Таким образом, человек в Евразии делал возможным единение Земли и Неба и воплощал устремленность к «небесным» основам жизни. Мудрый, как сказано в медицинском каноне Китая, «держит в руке Небо и Землю». Только в низших своих состояниях человек антропоморфен, и его удел – «жить в гармонии с Небом и Землей».
Археоистория
Термин «археоистория» указывает на связь или, можно сказать, точку встречи, схода историографии с ее гипотетическим истоком, исходной посылкой (архе), в сущности – протоисторической стихией жизни, о которой разными способами свидетельствуют не только письменные источники, но и материальные предметы, культурные артефакты. Историописанию, вообще говоря, свойственны особые коллизии и апории. Оно предполагает разделение и даже противопоставление прошлого и настоящего. Историю пишут ab ovo, но исток опыта с неизбежностью осознается как нечто забытое, безвозвратно утраченное. Такое сознание в старину называли смертной памятью. Оно напоминает человеку о том, что он конечен, и тем самым… создает человека в собственном смысле слова. Поистине, человек становится собой тогда, когда открывает свою бренность, смертное в себе. Последнее и есть архе, которое, как заметил М. де Серто[12], всегда значимо отсутствует в историческом повествовании. У этого провала в смысле, неустранимой лакуны в рассуждении есть глубокие экзистенциальные корни. «Феноменология неявленного есть феноменология временности, поскольку она представляет нескончаемое движение – или внезапный прыжок – от бытия к сущностям, от мира к вещам»[13]. Нет ничего более интимного и ничего более непостижимого для мысли, чем этот динамизм чистой актуальности – тайна грехопадения человека. Опыт этого слепого пятна сознания вечно побуждает вернуться к началу существования, к истоку всего происходящего и потому служит сильнейшим импульсом писания истории. И чем острее осознается непонятность вечно отсутствующего начала мира, тем больше потребность осознать его и говорить о нем, тем сильнее воля «писать историю» вопреки или, вернее, как раз благодаря ограниченности своего знания. Историческое предание не имеет под собой никакого основания и не может претендовать на истинность, но его следовало бы, как делали в древности, выбивать на камне – самом долговечном материале.

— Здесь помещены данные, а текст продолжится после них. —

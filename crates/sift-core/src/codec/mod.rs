//! Self-describing binary format for predicate and extractor trees.
//!
//! ```text
//! stream := version:u8 node
//! node   := identity:str fields
//! str    := len:i32 utf8[len]
//! ```
//!
//! All integers are big-endian. Host accessor handles are written as their
//! own identity plus accessor-owned fields and resolved on decode through a
//! `Registry`.

mod limits;
mod node;
mod reader;
mod registry;
mod writer;


use crate::{
    extract::Extractor,
    predicate::Predicate,
    value::{Value, ValueTag},
};
use thiserror::Error as ThisError;
use tracing::debug;

// re-exports
pub use limits::CodecLimits;
pub use reader::Reader;
pub use registry::{AccessorDecodeFn, Registry, RegistryError};
pub use writer::Writer;

/// Current wire format version. Decoders reject any other value.
pub const FORMAT_VERSION: u8 = 1;

///
/// EncodeError
///

#[derive(Clone, Debug, Eq, PartialEq, ThisError)]
pub enum EncodeError {
    #[error("{kind} literals are not encodable")]
    UnencodableLiteral { kind: ValueTag },

    #[error("length {len} exceeds the wire format's i32 prefix")]
    LengthOverflow { len: usize },

    #[error("composite predicate has no children")]
    EmptyComposite,

    #[error("accessor '{identity}' failed to encode: {message}")]
    Accessor { identity: String, message: String },
}

///
/// DecodeError
///
/// Every variant that can point at a position carries the byte offset of the
/// item that failed.
///

#[derive(Clone, Debug, Eq, PartialEq, ThisError)]
pub enum DecodeError {
    #[error("unsupported format version {found} (expected {expected})")]
    UnsupportedVersion { found: u8, expected: u8 },

    #[error("payload size {len} exceeds limit {max}")]
    PayloadTooLarge { len: usize, max: usize },

    #[error("truncated stream at offset {offset}: needed {needed} bytes, {remaining} remaining")]
    Truncated {
        offset: usize,
        needed: usize,
        remaining: usize,
    },

    #[error("unresolvable type identity '{identity}' at offset {offset}")]
    UnknownType { identity: String, offset: usize },

    #[error("type identity '{identity}' at offset {offset} is not a valid {expected}")]
    UnexpectedType {
        identity: String,
        expected: &'static str,
        offset: usize,
    },

    #[error("invalid boolean byte {byte:#04x} at offset {offset}")]
    InvalidBool { byte: u8, offset: usize },

    #[error("invalid literal kind {kind} at offset {offset}")]
    InvalidLiteralKind { kind: u8, offset: usize },

    #[error("invalid type tag {tag} at offset {offset}")]
    InvalidTypeTag { tag: u8, offset: usize },

    #[error("invalid UTF-8 string at offset {offset}")]
    InvalidUtf8 { offset: usize },

    #[error("negative length {len} at offset {offset}")]
    NegativeLength { len: i32, offset: usize },

    #[error("{limit} {value} exceeds limit {max} at offset {offset}")]
    LimitExceeded {
        limit: &'static str,
        value: usize,
        max: usize,
        offset: usize,
    },

    #[error("composite predicate at offset {offset} has no children")]
    EmptyComposite { offset: usize },

    #[error("extractor at offset {offset} has no steps")]
    EmptyExtractor { offset: usize },

    #[error("{remaining} trailing bytes after root node at offset {offset}")]
    TrailingBytes { offset: usize, remaining: usize },

    #[error("accessor '{identity}' failed to decode: {message}")]
    Accessor { identity: String, message: String },
}

impl EncodeError {
    /// Failure raised by a host accessor's own field writer.
    pub fn accessor(identity: impl Into<String>, message: impl Into<String>) -> Self {
        Self::Accessor {
            identity: identity.into(),
            message: message.into(),
        }
    }
}

impl DecodeError {
    /// Failure raised by a host accessor's own field decoder.
    pub fn accessor(identity: impl Into<String>, message: impl Into<String>) -> Self {
        Self::Accessor {
            identity: identity.into(),
            message: message.into(),
        }
    }
}

///
/// NodeKind
///
/// Built-in node identities. These strings are part of the wire format and
/// must never change.
///

#[derive(Clone, Copy, Debug, Eq, PartialEq)]
pub(crate) enum NodeKind {
    Equal,
    Compare,
    Between,
    InstanceOf,
    Not,
    AndOr,
    Extractor,
}

impl NodeKind {
    pub(crate) const fn identity(self) -> &'static str {
        match self {
            Self::Equal => "sift.predicate.Equal",
            Self::Compare => "sift.predicate.Compare",
            Self::Between => "sift.predicate.Between",
            Self::InstanceOf => "sift.predicate.InstanceOf",
            Self::Not => "sift.predicate.Not",
            Self::AndOr => "sift.predicate.AndOr",
            Self::Extractor => "sift.extract.Property",
        }
    }

    pub(crate) fn from_identity(identity: &str) -> Option<Self> {
        let kind = match identity {
            "sift.predicate.Equal" => Self::Equal,
            "sift.predicate.Compare" => Self::Compare,
            "sift.predicate.Between" => Self::Between,
            "sift.predicate.InstanceOf" => Self::InstanceOf,
            "sift.predicate.Not" => Self::Not,
            "sift.predicate.AndOr" => Self::AndOr,
            "sift.extract.Property" => Self::Extractor,
            _ => return None,
        };

        Some(kind)
    }

    pub(crate) const fn of(predicate: &Predicate) -> Self {
        match predicate {
            Predicate::Equal(_) => Self::Equal,
            Predicate::Compare(_) => Self::Compare,
            Predicate::Between(_) => Self::Between,
            Predicate::InstanceOf(_) => Self::InstanceOf,
            Predicate::Not(_) => Self::Not,
            Predicate::AndOr(_) => Self::AndOr,
        }
    }
}

///
/// LiteralKind
///
/// Closed set of encodable literal kinds. Lists and records have no tag and
/// are rejected at encode time.
///

#[repr(u8)]
#[derive(Clone, Copy, Debug, Eq, PartialEq)]
pub(crate) enum LiteralKind {
    Int = 1,
    Text = 2,
    Bool = 3,
    Float = 4,
    Null = 5,
}

impl LiteralKind {
    pub(crate) const fn to_u8(self) -> u8 {
        self as u8
    }

    pub(crate) const fn from_u8(tag: u8) -> Option<Self> {
        match tag {
            1 => Some(Self::Int),
            2 => Some(Self::Text),
            3 => Some(Self::Bool),
            4 => Some(Self::Float),
            5 => Some(Self::Null),
            _ => None,
        }
    }

    pub(crate) const fn of(value: &Value) -> Option<Self> {
        match value {
            Value::Int(_) => Some(Self::Int),
            Value::Text(_) => Some(Self::Text),
            Value::Bool(_) => Some(Self::Bool),
            Value::Float(_) => Some(Self::Float),
            Value::Null => Some(Self::Null),
            Value::List(_) | Value::Record(_) => None,
        }
    }
}

// ---- public surface ----------------------------------------------------

/// Encode a predicate tree.
pub fn encode(predicate: &Predicate) -> Result<Vec<u8>, EncodeError> {
    let mut out = Writer::new();
    out.write_u8(FORMAT_VERSION);
    node::write_predicate(&mut out, predicate)?;

    Ok(out.into_bytes())
}

/// Decode a predicate tree with no size, depth or fan-out bounds.
///
/// Accepts everything `encode` produces. Use [`decode_with_limits`] for
/// payloads from untrusted peers.
pub fn decode(bytes: &[u8], registry: &Registry) -> Result<Predicate, DecodeError> {
    decode_with_limits(bytes, registry, CodecLimits::unbounded())
}

/// Decode a predicate tree under explicit limits.
pub fn decode_with_limits(
    bytes: &[u8],
    registry: &Registry,
    limits: CodecLimits,
) -> Result<Predicate, DecodeError> {
    decode_root(bytes, limits, |input| node::read_predicate(input, registry))
}

/// Encode a standalone extractor.
pub fn encode_extractor(extractor: &Extractor) -> Result<Vec<u8>, EncodeError> {
    let mut out = Writer::new();
    out.write_u8(FORMAT_VERSION);
    node::write_extractor(&mut out, extractor)?;

    Ok(out.into_bytes())
}

/// Decode a standalone extractor with no bounds.
pub fn decode_extractor(bytes: &[u8], registry: &Registry) -> Result<Extractor, DecodeError> {
    decode_extractor_with_limits(bytes, registry, CodecLimits::unbounded())
}

/// Decode a standalone extractor under explicit limits.
pub fn decode_extractor_with_limits(
    bytes: &[u8],
    registry: &Registry,
    limits: CodecLimits,
) -> Result<Extractor, DecodeError> {
    decode_root(bytes, limits, |input| node::read_extractor(input, registry))
}

// Shared envelope: size bound, version byte, root node, no trailing bytes.
fn decode_root<T>(
    bytes: &[u8],
    limits: CodecLimits,
    read: impl FnOnce(&mut Reader<'_>) -> Result<T, DecodeError>,
) -> Result<T, DecodeError> {
    decode_envelope(bytes, limits, read).inspect_err(|err| {
        debug!(error = %err, len = bytes.len(), "predicate decode failed");
    })
}

fn decode_envelope<T>(
    bytes: &[u8],
    limits: CodecLimits,
    read: impl FnOnce(&mut Reader<'_>) -> Result<T, DecodeError>,
) -> Result<T, DecodeError> {
    if bytes.len() > limits.max_bytes {
        return Err(DecodeError::PayloadTooLarge {
            len: bytes.len(),
            max: limits.max_bytes,
        });
    }

    let mut input = Reader::new(bytes, limits);
    let version = input.read_u8()?;
    if version != FORMAT_VERSION {
        return Err(DecodeError::UnsupportedVersion {
            found: version,
            expected: FORMAT_VERSION,
        });
    }

    let root = read(&mut input)?;
    if input.remaining() > 0 {
        return Err(DecodeError::TrailingBytes {
            offset: input.offset(),
            remaining: input.remaining(),
        });
    }

    Ok(root)
}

Итак, евразийское миросознание побуждало искать, по выражению Н. Рериха, «историю помимо историков». Вот и в китайской историографии – наиболее развитой и сформировавшей историческую традицию всей Восточной Азии – история (ши) понималась именно как ведение записей о давно минувших и уже стершихся в людской памяти событиях. Чисто восточное требование к познанию: слышать неслышное, видеть незримое, сознавать несознаваемое. Устные же рассказы о том, что еще сохраняла память живущих, в отличие от европейской Античности, в Древнем Китае историей не считались и относились к области недостоверного, предположительного «предания», «легенды» (чуань).
Еще один важный момент, уже предопределенный сказанным: история на Востоке есть именно память о мертвых; ее первоначальная форма – клановая генеалогия, и само понятие речи первоначально означало там заветы умерших предков их потомкам. Жизнь сама предписывает или прописывает свою колею. А смерть есть лучшее воплощение странной связи своего и чужого в человеческой жизни, ведь она является единственным неотъемлемым достоянием каждого из нас, но никто не может владеть ею. В этом смысле она родственна чистой актуальности существования – столь же родной, сколь непонятной и недостижимой. Тема смерти, таким образом, есть стержень всей истории культуры от первобытных верований до современной феноменологии.